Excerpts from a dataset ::
——
//! CPU-based Minimax AI with alpha-beta pruning
//!
//! The search is single-threaded and recursive. Every child node works on
//! its own [`Position::fork`], so sibling branches never observe each
//! other's moves. There is no time limit; depth is the only throttle.

use crate::config::EngineConfig;
use crate::error::{ChessError, Result};
use crate::eval::{evaluate, Heuristics};
use crate::movegen::{team_moves, Move};
use crate::pieces::{Piece, Team};
use crate::position::{MoveOutcome, Position};
use crate::replay::SnapshotSink;
use serde::Serialize;

// ============================================================================
// CONSTANTS
// ============================================================================

/// Score of a won game (stands in for +infinity)
pub const WIN_SCORE: i32 = i32::MAX;

// ============================================================================
// SEARCH RESULT
// ============================================================================

/// Best line found by a search
#[derive(Clone, Copy, Debug, Serialize)]
pub struct SearchOutcome {
    /// Score from the searching team's perspective
    pub score: i32,
    /// Piece to move, None at a terminal root or when there is no move
    pub piece: Option<Piece>,
    pub mv: Option<Move>,
    /// Nodes visited, root included
    pub nodes_explored: u64,
}

// ============================================================================
// ALPHA-BETA AI
// ============================================================================

/// Alpha-Beta AI player
#[derive(Clone, Debug)]
pub struct AlphaBetaAI {
    pub depth: u32,
    pub heuristics: Heuristics,
    /// Disable to run plain minimax over the same tree
    pub pruning: bool,
}

impl AlphaBetaAI {
    pub fn new(depth: u32, heuristics: Heuristics) -> Self {
        Self {
            depth,
            heuristics,
            pruning: true,
        }
    }

    pub fn from_config(config: &EngineConfig) -> Self {
        Self::new(config.depth, config.heuristics.clone())
    }

    /// Same search without the alpha-beta cutoffs
    pub fn without_pruning(mut self) -> Self {
        self.pruning = false;
        self
    }

    /// Search `depth` plies with `team` to move and maximizing.
    ///
    /// Callers check `position.game_over()` first; a finished position
    /// just returns its terminal score.
    pub fn search(&self, position: &Position, depth: u32, team: Team) -> Result<SearchOutcome> {
        self.run(position, depth, team, None)
    }

    /// Like [`search`](Self::search), appending every explored node to `log`
    pub fn search_logged(
        &self,
        position: &Position,
        depth: u32,
        team: Team,
        log: &mut dyn SnapshotSink,
    ) -> Result<SearchOutcome> {
        self.run(position, depth, team, Some(log))
    }

    /// Get best move for the side to move at the configured depth
    pub fn best_move(&self, position: &Position) -> Result<Option<Move>> {
        let outcome = self.search(position, self.depth, position.current_player())?;
        Ok(outcome.mv)
    }

    /// Play until a king falls or `max_moves` moves were made
    pub fn play_game(&self, initial: Position, max_moves: usize) -> Result<(Position, Vec<Move>)> {
        let mut position = initial;
        let mut moves = Vec::new();

        while !position.game_over() && moves.len() < max_moves {
            let Some(mv) = self.best_move(&position)? else {
                break;
            };
            if let MoveOutcome::Rejected = position.apply_move(mv.start, mv.end)? {
                return Err(ChessError::UnexpectedRejection {
                    start: mv.start,
                    end: mv.end,
                });
            }
            moves.push(mv);
        }

        Ok((position, moves))
    }

    /// Evaluate a position for `team`
    pub fn evaluate(&self, position: &Position, team: Team) -> i32 {
        evaluate(position, team, &self.heuristics)
    }

    fn run(
        &self,
        position: &Position,
        depth: u32,
        team: Team,
        log: Option<&mut dyn SnapshotSink>,
    ) -> Result<SearchOutcome> {
        let mut search = Search {
            maximizing: team,
            heuristics: &self.heuristics,
            pruning: self.pruning,
            nodes: 0,
            log,
        };

        let node = search.node(position, depth, team, -WIN_SCORE, WIN_SCORE)?;

        tracing::debug!(
            depth,
            team = %team,
            score = node.score,
            nodes = search.nodes,
            "search finished"
        );

        Ok(SearchOutcome {
            score: node.score,
            piece: node.best.map(|(piece, _)| piece),
            mv: node.best.map(|(_, mv)| mv),
            nodes_explored: search.nodes,
        })
    }
}

// ============================================================================
// MINIMAX WITH ALPHA-BETA
// ============================================================================

struct Node {
    score: i32,
    best: Option<(Piece, Move)>,
}

impl Node {
    fn leaf(score: i32) -> Self {
        Self { score, best: None }
    }
}

struct Search<'a, 'l> {
    maximizing: Team,
    heuristics: &'a Heuristics,
    pruning: bool,
    nodes: u64,
    log: Option<&'l mut dyn SnapshotSink>,
}

impl Search<'_, '_> {
    fn node(
        &mut self,
        position: &Position,
        depth: u32,
        to_move: Team,
        mut alpha: i32,
        mut beta: i32,
    ) -> Result<Node> {
        self.nodes += 1;
        if let Some(log) = self.log.as_deref_mut() {
            log.append(position)?;
        }

        // Terminal check
        if position.game_over() {
            return Ok(Node::leaf(match position.winner() {
                Some(winner) if winner == self.maximizing => WIN_SCORE,
                _ => -WIN_SCORE,
            }));
        }

        // Depth limit
        if depth == 0 {
            return Ok(Node::leaf(self.static_score(position)));
        }

        let mut moves = team_moves(position, to_move);
        if moves.is_empty() {
            return Ok(Node::leaf(self.static_score(position)));
        }

        // Sort moves by heuristic (descending, stable)
        moves.sort_by(|(_, a), (_, b)| b.heuristic.cmp(&a.heuristic));

        let maximizing = to_move == self.maximizing;
        let mut best_score = if maximizing { -WIN_SCORE } else { WIN_SCORE };
        let mut best = None;

        for (piece, mv) in moves {
            let mut child = position.fork();
            if let MoveOutcome::Rejected = child.apply_move(mv.start, mv.end)? {
                return Err(ChessError::UnexpectedRejection {
                    start: mv.start,
                    end: mv.end,
                });
            }

            let score = self
                .node(&child, depth - 1, to_move.opponent(), alpha, beta)?
                .score;

            // Equal scores keep the earlier move
            let improves = best.is_none()
                || (maximizing && score > best_score)
                || (!maximizing && score < best_score);
            if improves {
                best_score = score;
                best = Some((piece, mv));
            }

            if maximizing {
                alpha = alpha.max(best_score);
            } else {
                beta = beta.min(best_score);
            }

            if self.pruning && alpha >= beta {
                break;
            }
        }

        Ok(Node {
            score: best_score,
            best,
        })
    }

    fn static_score(&self, position: &Position) -> i32 {
        evaluate(position, self.maximizing, self.heuristics)
    }
}

// ============================================================================
// TESTS
// ============================================================================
——
Your instructions :: Reproduce each entry above character for character.

Answer for the task ::
//! CPU-based Minimax AI with alpha-beta pruning
//!
//! The search is single-threaded and recursive. Every child node works on
//! its own [`Position::fork`], so sibling branches never observe each
//! other's moves. There is no time limit; depth is the only throttle.

use crate::config::EngineConfig;
use crate::error::{ChessError, Result};
use crate::eval::{evaluate, Heuristics};
use crate::movegen::{team_moves, Move};
use crate::pieces::{Piece, Team};
use crate::position::{MoveOutcome, Position};
use crate::replay::SnapshotSink;
use serde::Serialize;

// ============================================================================
// CONSTANTS
// ============================================================================

/// Score of a won game (stands in for +infinity)
pub const WIN_SCORE: i32 = i32::MAX;

// ============================================================================
// SEARCH RESULT
// ============================================================================

/// Best line found by a search
#[derive(Clone, Copy, Debug, Serialize)]
pub struct SearchOutcome {
    /// Score from the searching team's perspective
    pub score: i32,
    /// Piece to move, None at a terminal root or when there is no move
    pub piece: Option<Piece>,
    pub mv: Option<Move>,
    /// Nodes visited, root included
    pub nodes_explored: u64,
}

// ============================================================================
// ALPHA-BETA AI
// ============================================================================

/// Alpha-Beta AI player
#[derive(Clone, Debug)]
pub struct AlphaBetaAI {
    pub depth: u32,
    pub heuristics: Heuristics,
    /// Disable to run plain minimax over the same tree
    pub pruning: bool,
}

impl AlphaBetaAI {
    pub fn new(depth: u32, heuristics: Heuristics) -> Self {
        Self {
            depth,
            heuristics,
            pruning: true,
        }
    }

    pub fn from_config(config: &EngineConfig) -> Self {
        Self::new(config.depth, config.heuristics.clone())
    }

    /// Same search without the alpha-beta cutoffs
    pub fn without_pruning(mut self) -> Self {
        self.pruning = false;
        self
    }

    /// Search `depth` plies with `team` to move and maximizing.
    ///
    /// Callers check `position.game_over()` first; a finished position
    /// just returns its terminal score.
    pub fn search(&self, position: &Position, depth: u32, team: Team) -> Result<SearchOutcome> {
        self.run(position, depth, team, None)
    }

    /// Like [`search`](Self::search), appending every explored node to `log`
    pub fn search_logged(
        &self,
        position: &Position,
        depth: u32,
        team: Team,
        log: &mut dyn SnapshotSink,
    ) -> Result<SearchOutcome> {
        self.run(position, depth, team, Some(log))
    }

    /// Get best move for the side to move at the configured depth
    pub fn best_move(&self, position: &Position) -> Result<Option<Move>> {
        let outcome = self.search(position, self.depth, position.current_player())?;
        Ok(outcome.mv)
    }

    /// Play until a king falls or `max_moves` moves were made
    pub fn play_game(&self, initial: Position, max_moves: usize) -> Result<(Position, Vec<Move>)> {
        let mut position = initial;
        let mut moves = Vec::new();

        while !position.game_over() && moves.len() < max_moves {
            let Some(mv) = self.best_move(&position)? else {
                break;
            };
            if let MoveOutcome::Rejected = position.apply_move(mv.start, mv.end)? {
                return Err(ChessError::UnexpectedRejection {
                    start: mv.start,
                    end: mv.end,
                });
            }
            moves.push(mv);
        }

        Ok((position, moves))
    }

    /// Evaluate a position for `team`
    pub fn evaluate(&self, position: &Position, team: Team) -> i32 {
        evaluate(position, team, &self.heuristics)
    }

    fn run(
        &self,
        position: &Position,
        depth: u32,
        team: Team,
        log: Option<&mut dyn SnapshotSink>,
    ) -> Result<SearchOutcome> {
        let mut search = Search {
            maximizing: team,
            heuristics: &self.heuristics,
            pruning: self.pruning,
            nodes: 0,
            log,
        };

        let node = search.node(position, depth, team, -WIN_SCORE, WIN_SCORE)?;

        tracing::debug!(
            depth,
            team = %team,
            score = node.score,
            nodes = search.nodes,
            "search finished"
        );

        Ok(SearchOutcome {
            score: node.score,
            piece: node.best.map(|(piece, _)| piece),
            mv: node.best.map(|(_, mv)| mv),
            nodes_explored: search.nodes,
        })
    }
}

// ============================================================================
// MINIMAX WITH ALPHA-BETA
// ============================================================================

struct Node {
    score: i32,
    best: Option<(Piece, Move)>,
}

impl Node {
    fn leaf(score: i32) -> Self {
        Self { score, best: None }
    }
}

struct Search<'a, 'l> {
    maximizing: Team,
    heuristics: &'a Heuristics,
    pruning: bool,
    nodes: u64,
    log: Option<&'l mut dyn SnapshotSink>,
}

impl Search<'_, '_> {
    fn node(
        &mut self,
        position: &Position,
        depth: u32,
        to_move: Team,
        mut alpha: i32,
        mut beta: i32,
    ) -> Result<Node> {
        self.nodes += 1;
        if let Some(log) = self.log.as_deref_mut() {
            log.append(position)?;
        }

        // Terminal check
        if position.game_over() {
            return Ok(Node::leaf(match position.winner() {
                Some(winner) if winner == self.maximizing => WIN_SCORE,
                _ => -WIN_SCORE,
            }));
        }

        // Depth limit
        if depth == 0 {
            return Ok(Node::leaf(self.static_score(position)));
        }

        let mut moves = team_moves(position, to_move);
        if moves.is_empty() {
            return Ok(Node::leaf(self.static_score(position)));
        }

        // Sort moves by heuristic (descending, stable)
        moves.sort_by(|(_, a), (_, b)| b.heuristic.cmp(&a.heuristic));

        let maximizing = to_move == self.maximizing;
        let mut best_score = if maximizing { -WIN_SCORE } else { WIN_SCORE };
        let mut best = None;

        for (piece, mv) in moves {
            let mut child = position.fork();
            if let MoveOutcome::Rejected = child.apply_move(mv.start, mv.end)? {
                return Err(ChessError::UnexpectedRejection {
                    start: mv.start,
                    end: mv.end,
                });
            }

            let score = self
                .node(&child, depth - 1, to_move.opponent(), alpha, beta)?
                .score;

            // Equal scores keep the earlier move
            let improves = best.is_none()
                || (maximizing && score > best_score)
                || (!maximizing && score < best_score);
            if improves {
                best_score = score;
                best = Some((piece, mv));
            }

            if maximizing {
                alpha = alpha.max(best_score);
            } else {
                beta = beta.min(best_score);
            }

            if self.pruning && alpha >= beta {
                break;
            }
        }

        Ok(Node {
            score: best_score,
            best,
        })
    }

    fn static_score(&self, position: &Position) -> i32 {
        evaluate(position, self.maximizing, self.heuristics)
    }
}

// ============================================================================
// TESTS
// ============================================================================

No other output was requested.